Protesters once again took to the streets this week as party of the Black Monday Campaign to call for the release of “political prisoners” who they said were being held hostage by the state.
The campaign, launched in mid-2016 after the arrests of several human rights workers and an election official, is seeking the release of more than a dozen opposition members, rights workers and land activists, including prominent Boeung Kak lake activist Tep Vanny.
Bov Sophea, one of the campaigners, said, “It’s true that they are hostages, because their release will be determined at the negotiating table. They will not be released under the law.”
Negotiations between Cambodia’s two major political parties, the Cambodia National Rescue Party and Cambodian People’s Party of Prime Minister Hun Sen, have stalled, observers say.
Hun Sen has also recently moved to strike from the parliamentary regulations a rule granting the opposition president a symbolic rank equal to prime minister.

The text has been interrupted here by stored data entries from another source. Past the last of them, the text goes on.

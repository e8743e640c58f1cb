use clap::Parser;
use rand::SeedableRng;
use rand::rngs::StdRng;
use rsg::{Grammar, GrammarConfig};
use std::io::{self, BufRead, Write};
use std::path::PathBuf;

/// Random sentence generator
#[derive(Parser)]
#[command(author, version, about, long_about = None)]
struct Cli {
    /// Grammar name or path; read from standard input when omitted
    #[arg(help = "Grammar file name (e.g. poem, grammars/poem.g)")]
    grammar: Option<String>,

    /// Directory searched for bare grammar names
    #[arg(long, default_value = "grammars")]
    dir: PathBuf,

    /// The starting non-terminal symbol
    #[arg(long, default_value = "<start>")]
    start: String,

    /// Number of sentences to generate
    #[arg(long, default_value_t = 1)]
    count: usize,

    /// Seed for reproducible output
    #[arg(long)]
    seed: Option<u64>,

    /// Keep surrounding whitespace on generated sentences
    #[arg(long)]
    raw: bool,

    /// Print the parsed rule table as JSON instead of generating
    #[arg(long)]
    dump_rules: bool,

    /// Print status lines to stderr
    #[arg(short, long)]
    verbose: bool,
}

fn main() -> Result<(), Box<dyn std::error::Error>> {
    let cli = Cli::parse();

    let name = match cli.grammar {
        Some(name) => name,
        None => prompt_grammar_name()?,
    };

    let config = GrammarConfig {
        start_symbol: cli.start,
        trim_output: !cli.raw,
        grammar_dir: cli.dir,
        ..GrammarConfig::default()
    };

    if cli.verbose {
        eprintln!("Loading grammar from {}...", config.resolve_path(&name).display());
    }
    let grammar = Grammar::load(&name, config)?;

    if cli.verbose {
        eprintln!("Loaded {} rules.", grammar.rules().len());
    }

    let stdout = io::stdout();
    let mut out = stdout.lock();

    if cli.dump_rules {
        writeln!(out, "{}", grammar.rules().to_json()?)?;
        return Ok(());
    }

    let mut rng = match cli.seed {
        Some(seed) => StdRng::seed_from_u64(seed),
        None => StdRng::from_entropy(),
    };

    if cli.count == 1 {
        write!(out, "{}", grammar.generate_with_rng(&mut rng))?;
    } else {
        for _ in 0..cli.count {
            writeln!(out, "{}", grammar.generate_with_rng(&mut rng))?;
        }
    }
    out.flush()?;

    Ok(())
}

fn prompt_grammar_name() -> io::Result<String> {
    eprint!("Please enter a grammar file: ");
    io::stderr().flush()?;

    let mut line = String::new();
    io::stdin().lock().read_line(&mut line)?;
    Ok(line.trim().to_string())
}
//! RSG is a random sentence generator driven by simple context-free grammars.
//!
//! A grammar file holds brace-delimited definitions. The first line of each
//! block names a non-terminal and every following line, terminated by `;`,
//! is one alternative production. Generation starts at `<start>` and
//! replaces each non-terminal with a randomly chosen production until only
//! literal words remain.
//!
//! # Example
//!
//! ```rust
//! use rsg::Grammar;
//!
//! let grammar = Grammar::parse(
//!     "{\n<start>\nThe <object> sighs tonight. ;\n}\n{\n<object>\nsea ;\nwind ;\n}",
//! );
//!
//! let text = grammar.generate();
//! assert!(text == "The sea sighs tonight." || text == "The wind sighs tonight.");
//! ```

pub mod expander;
pub mod grammar;
pub mod utils;

pub use expander::Expander;
pub use grammar::{Grammar, GrammarConfig, Production, RuleTable, Token};
pub use utils::{GrammarError, Result, TextFilter, normalize_punctuation};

He has accused the opposition of trying to use the rule to argue for the release of the prisoners, which he said was a violation of the separation of powers.
Sok Eysan, CPP spokesman, declined to comment.
Leng Peng Long, National Assembly spokesman, said it had not yet received a letter requesting the rules be amended.
Meas Ny, a social researcher, said the “prisoners of conscience” would remain behind bars longer if the rules were amended.
“They would still be a political tool that would be used to bring down the popularity of Kem Sokha and weaken the opposition party,” he said.